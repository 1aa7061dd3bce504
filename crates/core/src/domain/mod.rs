// Domain Layer - Pure business logic and entities

pub mod error;
pub mod job;

// Re-exports
pub use error::DomainError;
pub use job::{
    Job, JobId, JobResult, JobState, ProgressMap, Stage, StageStatus, SubmitOptions,
    DEFAULT_AD_PLATFORMS,
};
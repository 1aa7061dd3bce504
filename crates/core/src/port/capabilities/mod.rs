// Capability ports: the seam between the orchestrator and the three
// external generative services. No concrete HTTP-backed implementation ships in
// this crate (scopes the services themselves out) — production binaries wire
// real implementations from outside; this crate ships deterministic fakes.

pub mod analyzer;
pub mod image_synthesizer;
pub mod text_synthesizer;

pub use analyzer::Analyzer;
pub use image_synthesizer::ImageSynthesizer;
pub use text_synthesizer::TextSynthesizer;

use thiserror::Error;

/// Error taxonomy a capability call can raise, classified independently
/// of the domain taxonomy so that stage adapters are the single place the
/// mapping between the two happens.
#[derive(Error, Debug, Clone)]
pub enum CapabilityError {
    #[error("bad image: {0}")]
    BadImage(String),

    #[error("auth error: {0}")]
    AuthError(String),

    #[error("rate limited: {0}")]
    RateLimit(String),

    #[error("timeout: {0}")]
    Timeout(String),

    #[error("transient error: {0}")]
    Transient(String),

    #[error("fatal: {0}")]
    Fatal(String),
}

impl CapabilityError {
    /// Maps a capability-level failure onto the domain taxonomy.
    pub fn into_domain(self) -> crate::domain::DomainError {
        use crate::domain::DomainError;
        match self {
            CapabilityError::BadImage(m) => DomainError::InvalidInput {
                field: "imageBuffer".to_string(),
                message: m,
            },
            CapabilityError::AuthError(m) => DomainError::AuthError(m),
            CapabilityError::RateLimit(m) => DomainError::RateLimit(m),
            CapabilityError::Timeout(m) => DomainError::Timeout(m),
            CapabilityError::Transient(m) => DomainError::Transient(m),
            CapabilityError::Fatal(m) => DomainError::Fatal(m),
        }
    }

    /// network-classified and rate-limited failures are retried; auth and
    /// fatal semantic rejections are not. `Timeout` is retried by the adapter's
    /// own attempt loop, not via this classifier (it already consumed one attempt).
    pub fn is_retryable(&self) -> bool {
        matches!(
            self,
            CapabilityError::RateLimit(_) | CapabilityError::Timeout(_) | CapabilityError::Transient(_)
        )
    }
}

**Your task**
Could you output every entry from the listing above without altering a word?

**Task answer**
repository 1aa7061dd3bce504
filename crates/core/src/domain/mod.rs
// Domain Layer - Pure business logic and entities

pub mod error;
pub mod job;

// Re-exports
pub use error::DomainError;
pub use job::{
    Job, JobId, JobResult, JobState, ProgressMap, Stage, StageStatus, SubmitOptions,
    DEFAULT_AD_PLATFORMS,
};
repository 1aa7061dd3bce504
filename crates/core/src/port/capabilities/mod.rs
// Capability ports: the seam between the orchestrator and the three
// external generative services. No concrete HTTP-backed implementation ships in
// this crate (scopes the services themselves out) — production binaries wire
// real implementations from outside; this crate ships deterministic fakes.

pub mod analyzer;
pub mod image_synthesizer;
pub mod text_synthesizer;

pub use analyzer::Analyzer;
pub use image_synthesizer::ImageSynthesizer;
pub use text_synthesizer::TextSynthesizer;

use thiserror::Error;

/// Error taxonomy a capability call can raise, classified independently
/// of the domain taxonomy so that stage adapters are the single place the
/// mapping between the two happens.
#[derive(Error, Debug, Clone)]
pub enum CapabilityError {
    #[error("bad image: {0}")]
    BadImage(String),

    #[error("auth error: {0}")]
    AuthError(String),

    #[error("rate limited: {0}")]
    RateLimit(String),

    #[error("timeout: {0}")]
    Timeout(String),

    #[error("transient error: {0}")]
    Transient(String),

    #[error("fatal: {0}")]
    Fatal(String),
}

impl CapabilityError {
    /// Maps a capability-level failure onto the domain taxonomy.
    pub fn into_domain(self) -> crate::domain::DomainError {
        use crate::domain::DomainError;
        match self {
            CapabilityError::BadImage(m) => DomainError::InvalidInput {
                field: "imageBuffer".to_string(),
                message: m,
            },
            CapabilityError::AuthError(m) => DomainError::AuthError(m),
            CapabilityError::RateLimit(m) => DomainError::RateLimit(m),
            CapabilityError::Timeout(m) => DomainError::Timeout(m),
            CapabilityError::Transient(m) => DomainError::Transient(m),
            CapabilityError::Fatal(m) => DomainError::Fatal(m),
        }
    }

    /// network-classified and rate-limited failures are retried; auth and
    /// fatal semantic rejections are not. `Timeout` is retried by the adapter's
    /// own attempt loop, not via this classifier (it already consumed one attempt).
    pub fn is_retryable(&self) -> bool {
        matches!(
            self,
            CapabilityError::RateLimit(_) | CapabilityError::Timeout(_) | CapabilityError::Transient(_)
        )
    }
}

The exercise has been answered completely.